• [AIM OF THE TASK]: Go over the records and copy every line with the string "LotBuildingDistance".

• [Stored data]:
┌────────
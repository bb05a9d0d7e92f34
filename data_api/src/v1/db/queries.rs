use crate::v1::db::models::{
    Building, Classroom, LotAccessRule, LotBuildingDistance, LotWithAvailability, ParkingLot,
    ParkingSnapshot, PermitType, ScheduleEvent, UserSchedule,
};
use shared::schedule::NormalizedScheduleEvent;
use sqlx::{Executor, Pool, Postgres};
use thiserror::Error;
use uuid::Uuid;

#[derive(Debug, Error)]
pub enum QueryError {
    #[error("database error: {0}")]
    Db(#[from] sqlx::Error),
}

pub async fn list_lots_with_availability(
    pool: &Pool<Postgres>,
) -> Result<Vec<LotWithAvailability>, QueryError> {
    sqlx::query_as::<_, LotWithAvailability>(
        r"
        SELECT l.id, l.name, l.address, l.total_spaces, l.latitude, l.longitude,
               l.created_at, l.updated_at,
               s.free_spaces, s.occupancy_pct, s.collected_at AS availability_updated_at
        FROM parking_lots l
        LEFT JOIN LATERAL (
            SELECT free_spaces, occupancy_pct, collected_at
            FROM parking_snapshots
            WHERE lot_id = l.id
            ORDER BY collected_at DESC
            LIMIT 1
        ) s ON TRUE
        ORDER BY l.name
        ",
    )
    .fetch_all(pool)
    .await
    .map_err(QueryError::from)
}

pub async fn get_lot_with_availability(
    pool: &Pool<Postgres>,
    lot_id: Uuid,
) -> Result<Option<LotWithAvailability>, QueryError> {
    sqlx::query_as::<_, LotWithAvailability>(
        r"
        SELECT l.id, l.name, l.address, l.total_spaces, l.latitude, l.longitude,
               l.created_at, l.updated_at,
               s.free_spaces, s.occupancy_pct, s.collected_at AS availability_updated_at
        FROM parking_lots l
        LEFT JOIN LATERAL (
            SELECT free_spaces, occupancy_pct, collected_at
            FROM parking_snapshots
            WHERE lot_id = l.id
            ORDER BY collected_at DESC
            LIMIT 1
        ) s ON TRUE
        WHERE l.id = $1
        ",
    )
    .bind(lot_id)
    .fetch_optional(pool)
    .await
    .map_err(QueryError::from)
}

pub async fn lot_exists(pool: &Pool<Postgres>, lot_id: Uuid) -> Result<bool, QueryError> {
    sqlx::query_scalar::<_, bool>("SELECT EXISTS (SELECT 1 FROM parking_lots WHERE id = $1)")
        .bind(lot_id)
        .fetch_one(pool)
        .await
        .map_err(QueryError::from)
}

pub async fn count_lot_snapshots(pool: &Pool<Postgres>, lot_id: Uuid) -> Result<i64, QueryError> {
    sqlx::query_scalar::<_, i64>("SELECT count(*) FROM parking_snapshots WHERE lot_id = $1")
        .bind(lot_id)
        .fetch_one(pool)
        .await
        .map_err(QueryError::from)
}

pub async fn get_lot_snapshots(
    pool: &Pool<Postgres>,
    lot_id: Uuid,
    limit: i64,
    offset: i64,
) -> Result<Vec<ParkingSnapshot>, QueryError> {
    sqlx::query_as::<_, ParkingSnapshot>(
        r"
        SELECT id, lot_id, free_spaces, occupancy_pct, collected_at
        FROM parking_snapshots
        WHERE lot_id = $1
        ORDER BY collected_at DESC
        LIMIT $2 OFFSET $3
        ",
    )
    .bind(lot_id)
    .bind(limit)
    .bind(offset)
    .fetch_all(pool)
    .await
    .map_err(QueryError::from)
}

pub async fn list_lots(pool: &Pool<Postgres>) -> Result<Vec<ParkingLot>, QueryError> {
    sqlx::query_as::<_, ParkingLot>(
        r"
        SELECT id, name, address, total_spaces, latitude, longitude, created_at, updated_at
        FROM parking_lots
        ORDER BY name
        ",
    )
    .fetch_all(pool)
    .await
    .map_err(QueryError::from)
}

pub async fn get_lots_by_ids(
    pool: &Pool<Postgres>,
    ids: &[Uuid],
) -> Result<Vec<ParkingLot>, QueryError> {
    sqlx::query_as::<_, ParkingLot>(
        r"
        SELECT id, name, address, total_spaces, latitude, longitude, created_at, updated_at
        FROM parking_lots
        WHERE id = ANY($1)
        ORDER BY name
        ",
    )
    .bind(ids)
    .fetch_all(pool)
    .await
    .map_err(QueryError::from)
}

pub async fn list_permits(pool: &Pool<Postgres>) -> Result<Vec<PermitType>, QueryError> {
    sqlx::query_as::<_, PermitType>("SELECT id, name, description FROM permit_types ORDER BY name")
        .fetch_all(pool)
        .await
        .map_err(QueryError::from)
}

pub async fn get_permit(
    pool: &Pool<Postgres>,
    permit_id: Uuid,
) -> Result<Option<PermitType>, QueryError> {
    sqlx::query_as::<_, PermitType>("SELECT id, name, description FROM permit_types WHERE id = $1")
        .bind(permit_id)
        .fetch_optional(pool)
        .await
        .map_err(QueryError::from)
}

pub async fn get_access_rules(
    pool: &Pool<Postgres>,
    permit_id: Uuid,
) -> Result<Vec<LotAccessRule>, QueryError> {
    sqlx::query_as::<_, LotAccessRule>(
        r"
        SELECT lot_id, permit_id, days_of_week, access_start, access_end
        FROM lot_permit_access
        WHERE permit_id = $1
        ",
    )
    .bind(permit_id)
    .fetch_all(pool)
    .await
    .map_err(QueryError::from)
}

pub async fn get_classroom(
    pool: &Pool<Postgres>,
    classroom_id: Uuid,
) -> Result<Option<Classroom>, QueryError> {
    sqlx::query_as::<_, Classroom>(
        "SELECT id, location_string, building_id FROM classrooms WHERE id = $1",
    )
    .bind(classroom_id)
    .fetch_optional(pool)
    .await
    .map_err(QueryError::from)
}

pub async fn get_building(
    pool: &Pool<Postgres>,
    building_id: Uuid,
) -> Result<Option<Building>, QueryError> {
    sqlx::query_as::<_, Building>(
        "SELECT id, name, nickname, latitude, longitude FROM buildings WHERE id = $1",
    )
    .bind(building_id)
    .fetch_optional(pool)
    .await
    .map_err(QueryError::from)
}

pub async fn get_cached_distances(
    pool: &Pool<Postgres>,
    building_id: Uuid,
    lot_ids: &[Uuid],
) -> Result<Vec<LotBuildingDistance>, QueryError> {
    sqlx::query_as::<_, LotBuildingDistance>(
        r"
        SELECT lot_id, building_id, distance_miles, duration_minutes
        FROM lot_building_distances
        WHERE building_id = $1 AND lot_id = ANY($2)
        ",
    )
    .bind(building_id)
    .bind(lot_ids)
    .fetch_all(pool)
    .await
    .map_err(QueryError::from)
}

pub async fn get_schedule_by_user(
    pool: &Pool<Postgres>,
    user_id: Uuid,
) -> Result<Option<UserSchedule>, QueryError> {
    sqlx::query_as::<_, UserSchedule>(
        "SELECT id, user_id, name, created_at, updated_at FROM user_schedules WHERE user_id = $1",
    )
    .bind(user_id)
    .fetch_optional(pool)
    .await
    .map_err(QueryError::from)
}

pub async fn get_schedule_events(
    pool: &Pool<Postgres>,
    schedule_id: Uuid,
) -> Result<Vec<ScheduleEvent>, QueryError> {
    sqlx::query_as::<_, ScheduleEvent>(
        r"
        SELECT id, schedule_id, event_name, classroom_id, start_time, end_time,
               days_of_week, valid_from, valid_until
        FROM schedule_events
        WHERE schedule_id = $1
        ORDER BY start_time
        ",
    )
    .bind(schedule_id)
    .fetch_all(pool)
    .await
    .map_err(QueryError::from)
}

pub async fn delete_schedule_by_user<'e, E>(executor: E, user_id: Uuid) -> Result<u64, QueryError>
where
    E: Executor<'e, Database = Postgres>,
{
    sqlx::query("DELETE FROM user_schedules WHERE user_id = $1")
        .bind(user_id)
        .execute(executor)
        .await
        .map(|result| result.rows_affected())
        .map_err(QueryError::from)
}

pub async fn insert_schedule<'e, E>(
    executor: E,
    user_id: Uuid,
    name: Option<&str>,
) -> Result<Uuid, QueryError>
where
    E: Executor<'e, Database = Postgres>,
{
    let id = Uuid::now_v7();
    sqlx::query("INSERT INTO user_schedules (id, user_id, name) VALUES ($1, $2, $3)")
        .bind(id)
        .bind(user_id)
        .bind(name)
        .execute(executor)
        .await?;
    Ok(id)
}

pub async fn insert_schedule_event<'e, E>(
    executor: E,
    schedule_id: Uuid,
    event: &NormalizedScheduleEvent,
    classroom_id: Option<Uuid>,
) -> Result<(), QueryError>
where
    E: Executor<'e, Database = Postgres>,
{
    let days: Option<Vec<i32>> = event
        .days
        .map(|set| set.days().into_iter().map(i32::from).collect());

    sqlx::query(
        r"
        INSERT INTO schedule_events
            (id, schedule_id, event_name, classroom_id, start_time, end_time,
             days_of_week, valid_from, valid_until)
        VALUES ($1, $2, $3, $4, $5, $6, $7, $8, $9)
        ",
    )
    .bind(Uuid::now_v7())
    .bind(schedule_id)
    .bind(&event.name)
    .bind(classroom_id)
    .bind(event.start_time)
    .bind(event.end_time)
    .bind(days)
    .bind(event.valid_from)
    .bind(event.valid_until)
    .execute(executor)
    .await
    .map(|_| ())
    .map_err(QueryError::from)
}

pub async fn get_classroom_by_location<'e, E>(
    executor: E,
    location: &str,
) -> Result<Option<Classroom>, QueryError>
where
    E: Executor<'e, Database = Postgres>,
{
    sqlx::query_as::<_, Classroom>(
        "SELECT id, location_string, building_id FROM classrooms WHERE location_string = $1",
    )
    .bind(location)
    .fetch_optional(executor)
    .await
    .map_err(QueryError::from)
}

pub async fn find_building_id_by_name<'e, E>(
    executor: E,
    name: &str,
) -> Result<Option<Uuid>, QueryError>
where
    E: Executor<'e, Database = Postgres>,
{
    sqlx::query_scalar::<_, Uuid>("SELECT id FROM buildings WHERE name = $1")
        .bind(name)
        .fetch_optional(executor)
        .await
        .map_err(QueryError::from)
}

pub async fn insert_classroom<'e, E>(
    executor: E,
    location: &str,
    building_id: Option<Uuid>,
) -> Result<Uuid, QueryError>
where
    E: Executor<'e, Database = Postgres>,
{
    let id = Uuid::now_v7();
    sqlx::query("INSERT INTO classrooms (id, location_string, building_id) VALUES ($1, $2, $3)")
        .bind(id)
        .bind(location)
        .bind(building_id)
        .execute(executor)
        .await?;
    Ok(id)
}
└────────
• [REPLY]:
    Building, Classroom, LotAccessRule, LotBuildingDistance, LotWithAvailability, ParkingLot,
) -> Result<Vec<LotBuildingDistance>, QueryError> {
    sqlx::query_as::<_, LotBuildingDistance>(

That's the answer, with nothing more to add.